When it comes to resolutions, the start of a new year gets a whoppingly unbalanced share of the focus. Everyone goes around promising themselves a new lifestyle each January 1 just because there was a shift in the last digit on their calendar. And by each February 1, most of those promised lifestyle changes have fallen completely by the wayside.
This is 2013! In the words of everyone’s favorite YouTube celeb with an adjective for a first name, ain’t nobody got time for yearlong resolutions! In this age of goldfish-level attention spans, society needs a fittingly goldfish-level genre of lifestyle changes, and I am here to bring it to you: New Month’s Resolutions.
Sure, the current month technically started, like, roughly a week ago, but small matters like these are of no import to New Month’s Resolvers. New Month’s Resolutions are concerned with making this moment less terrible than the last – whether those moments are measured in weeks, days, halves of a semester, or what I see to be the perfect increment: months.

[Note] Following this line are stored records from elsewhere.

//! Store query builder
//!
//! A [`Query`] mirrors the filter-chain protocol of the hosted store
//! (`select`, `insert`, `delete`, `eq`, `ilike`, `or`, `order`, `limit`, `range`).
//! It renders to PostgREST request parts for the hosted backend and to a single
//! parameterised SQLite statement for the local backend. Both renderings yield
//! rows as JSON objects.

use crate::infrastructure::database::StoreError;
use reqwest::Method;
use serde_json::{Map, Value};

/// Tables known to the application.
#[derive(Debug, Clone, Copy, PartialEq, Eq)]
pub enum Table {
    Companions,
    SessionHistory,
    Bookmarks,
}

impl Table {
    pub fn name(&self) -> &'static str {
        match self {
            Table::Companions => "companions",
            Table::SessionHistory => "session_history",
            Table::Bookmarks => "bookmarks",
        }
    }

    pub fn columns(&self) -> &'static [&'static str] {
        match self {
            Table::Companions => &[
                "id",
                "name",
                "subject",
                "topic",
                "voice",
                "style",
                "duration",
                "author",
                "created_at",
            ],
            Table::SessionHistory | Table::Bookmarks => {
                &["id", "user_id", "companion_id", "created_at"]
            }
        }
    }
}

/// A related row pulled in through a foreign key, e.g. `companions:companion_id(*)`.
#[derive(Debug, Clone, PartialEq, Eq)]
pub struct Embed {
    pub alias: &'static str,
    pub foreign_key: &'static str,
    pub table: Table,
}

#[derive(Debug, Clone, PartialEq, Eq)]
pub enum Selection {
    All,
    Columns(Vec<&'static str>),
    Embed(Embed),
}

#[derive(Debug, Clone, PartialEq, Eq)]
pub enum Filter {
    Eq { column: &'static str, value: String },
    /// Case-insensitive `LIKE`; `%` is the wildcard.
    ILike { column: &'static str, pattern: String },
    Or(Vec<Filter>),
}

impl Filter {
    pub fn eq(column: &'static str, value: impl Into<String>) -> Filter {
        Filter::Eq {
            column,
            value: value.into(),
        }
    }

    /// Partial match: `column ILIKE %term%`.
    pub fn contains(column: &'static str, term: &str) -> Filter {
        Filter::ILike {
            column,
            pattern: format!("%{term}%"),
        }
    }
}

#[derive(Debug, Clone, PartialEq, Eq)]
pub struct Order {
    pub column: &'static str,
    pub ascending: bool,
}

#[derive(Debug, Clone, PartialEq)]
pub enum Operation {
    Select(Selection),
    Insert {
        rows: Vec<Map<String, Value>>,
        returning: bool,
    },
    Delete,
}

#[derive(Debug, Clone, PartialEq)]
pub struct Query {
    pub table: Table,
    pub operation: Operation,
    pub filters: Vec<Filter>,
    pub order: Option<Order>,
    pub limit: Option<u64>,
    pub offset: Option<u64>,
}

impl Query {
    /// Starts a `select *` on the table.
    pub fn table(table: Table) -> Query {
        Query {
            table,
            operation: Operation::Select(Selection::All),
            filters: Vec::new(),
            order: None,
            limit: None,
            offset: None,
        }
    }

    pub fn select(mut self, selection: Selection) -> Query {
        self.operation = Operation::Select(selection);
        self
    }

    pub fn insert(mut self, rows: Vec<Map<String, Value>>, returning: bool) -> Query {
        self.operation = Operation::Insert { rows, returning };
        self
    }

    pub fn delete(mut self) -> Query {
        self.operation = Operation::Delete;
        self
    }

    pub fn filter(mut self, filter: Filter) -> Query {
        self.filters.push(filter);
        self
    }

    pub fn eq(self, column: &'static str, value: impl Into<String>) -> Query {
        self.filter(Filter::eq(column, value))
    }

    pub fn ilike(self, column: &'static str, pattern: impl Into<String>) -> Query {
        self.filter(Filter::ILike {
            column,
            pattern: pattern.into(),
        })
    }

    pub fn or(self, filters: Vec<Filter>) -> Query {
        self.filter(Filter::Or(filters))
    }

    pub fn order(mut self, column: &'static str, ascending: bool) -> Query {
        self.order = Some(Order { column, ascending });
        self
    }

    pub fn limit(mut self, limit: u64) -> Query {
        self.limit = Some(limit);
        self
    }

    /// Zero-based, inclusive row range.
    pub fn range(mut self, from: u64, to: u64) -> Query {
        self.offset = Some(from);
        self.limit = Some(to.saturating_sub(from) + 1);
        self
    }

    /// Whether the caller expects rows back.
    pub fn returns_rows(&self) -> bool {
        match &self.operation {
            Operation::Select(_) => true,
            Operation::Insert { returning, .. } => *returning,
            Operation::Delete => false,
        }
    }

    pub fn to_postgrest(&self) -> Result<PostgrestRequest, StoreError> {
        let mut params = Vec::new();

        let (method, body, prefer) = match &self.operation {
            Operation::Select(selection) => {
                params.push(("select".to_owned(), postgrest_selection(selection)));
                (Method::GET, None, None)
            }
            Operation::Insert { rows, returning } => {
                if rows.is_empty() {
                    return Err(StoreError::InvalidQuery("insert without rows".into()));
                }
                let prefer = if *returning {
                    params.push(("select".to_owned(), "*".to_owned()));
                    "return=representation"
                } else {
                    "return=minimal"
                };
                let body = Value::Array(rows.iter().cloned().map(Value::Object).collect());
                (Method::POST, Some(body), Some(prefer))
            }
            Operation::Delete => {
                if self.filters.is_empty() {
                    return Err(StoreError::InvalidQuery("delete without filters".into()));
                }
                (Method::DELETE, None, Some("return=minimal"))
            }
        };

        for filter in &self.filters {
            params.push(match filter {
                Filter::Eq { column, value } => (column.to_string(), format!("eq.{value}")),
                Filter::ILike { column, pattern } => {
                    (column.to_string(), format!("ilike.{}", pattern.replace('%', "*")))
                }
                Filter::Or(filters) => ("or".to_owned(), format!("({})", postgrest_or(filters))),
            });
        }

        if let Some(order) = &self.order {
            let direction = if order.ascending { "asc" } else { "desc" };
            params.push(("order".to_owned(), format!("{}.{direction}", order.column)));
        }
        if let Some(offset) = self.offset {
            params.push(("offset".to_owned(), offset.to_string()));
        }
        if let Some(limit) = self.limit {
            params.push(("limit".to_owned(), limit.to_string()));
        }

        Ok(PostgrestRequest {
            method,
            path: format!("/rest/v1/{}", self.table.name()),
            params,
            body,
            prefer,
        })
    }

    pub fn to_sql(&self) -> Result<SqlStatement, StoreError> {
        let table = self.table.name();
        let mut binds = Vec::new();

        let mut sql = match &self.operation {
            Operation::Select(selection) => {
                let (row, join) = match selection {
                    Selection::All => (json_object(Some(table), self.table.columns()), None),
                    Selection::Columns(columns) => (json_object(Some(table), columns), None),
                    Selection::Embed(embed) => {
                        let inner = json_object(Some("embedded"), embed.table.columns());
                        let row = format!(
                            "CASE WHEN embedded.id IS NULL THEN json_object('{alias}', NULL) \
                             ELSE json_object('{alias}', {inner}) END",
                            alias = embed.alias
                        );
                        let join = format!(
                            " LEFT JOIN {} AS embedded ON embedded.id = {table}.{}",
                            embed.table.name(),
                            embed.foreign_key
                        );
                        (row, Some(join))
                    }
                };
                let mut sql = format!("SELECT {row} AS data FROM {table}");
                if let Some(join) = join {
                    sql.push_str(&join);
                }
                sql
            }
            Operation::Insert { rows, .. } => {
                let mut columns: Vec<&str> = Vec::new();
                for key in rows.iter().flat_map(|row| row.keys()) {
                    if !columns.contains(&key.as_str()) {
                        columns.push(key.as_str());
                    }
                }
                if columns.is_empty() {
                    return Err(StoreError::InvalidQuery("insert without rows".into()));
                }

                let placeholders = format!("({})", vec!["?"; columns.len()].join(", "));
                let values = vec![placeholders; rows.len()].join(", ");
                for row in rows {
                    for column in &columns {
                        binds.push(SqlValue::from(row.get(*column).unwrap_or(&Value::Null)));
                    }
                }

                return Ok(SqlStatement {
                    sql: format!(
                        "INSERT INTO {table} ({}) VALUES {values} RETURNING {} AS data",
                        columns.join(", "),
                        json_object(None, self.table.columns())
                    ),
                    binds,
                });
            }
            Operation::Delete => {
                if self.filters.is_empty() {
                    return Err(StoreError::InvalidQuery("delete without filters".into()));
                }
                format!("DELETE FROM {table}")
            }
        };

        if !self.filters.is_empty() {
            let clauses: Vec<String> = self
                .filters
                .iter()
                .map(|f| sql_filter(table, f, &mut binds))
                .collect();
            sql.push_str(" WHERE ");
            sql.push_str(&clauses.join(" AND "));
        }

        if let Operation::Delete = self.operation {
            sql.push_str(&format!(
                " RETURNING {} AS data",
                json_object(None, self.table.columns())
            ));
            return Ok(SqlStatement { sql, binds });
        }

        if let Some(order) = &self.order {
            let direction = if order.ascending { "ASC" } else { "DESC" };
            // rowid keeps rows with equal keys in insertion order
            sql.push_str(&format!(
                " ORDER BY {table}.{} {direction}, {table}.rowid {direction}",
                order.column
            ));
        }

        match (self.limit, self.offset) {
            (Some(limit), Some(offset)) => sql.push_str(&format!(" LIMIT {limit} OFFSET {offset}")),
            (Some(limit), None) => sql.push_str(&format!(" LIMIT {limit}")),
            (None, Some(offset)) => sql.push_str(&format!(" LIMIT -1 OFFSET {offset}")),
            (None, None) => {}
        }

        Ok(SqlStatement { sql, binds })
    }
}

How, then, should one structure one’s New Month’s Resolutions? Well, I’d suggest you model your quest in some way after the rather blandly generic Big 3 resolutions I’ve given myself this month, reproduced for your reading pleasure in the paragraphs below.
1. Unless you have an actually compelling reason for the contrary, wake up every day before 9:00 AM. Depending on your class schedule and general level of self-motivation, this may be something that you already do. For most of us, though, morning wake-up time coincides as closely as possible with the start of the first class of the day. And when you start class each day at 12:30 (if anyone other than me falls into this category, please, let’s be friends), sleeping in to embarrassingly slothful levels becomes a real threat. Compelling reasons, by the way? They do not include hangovers on a weekday if you have homework left to do.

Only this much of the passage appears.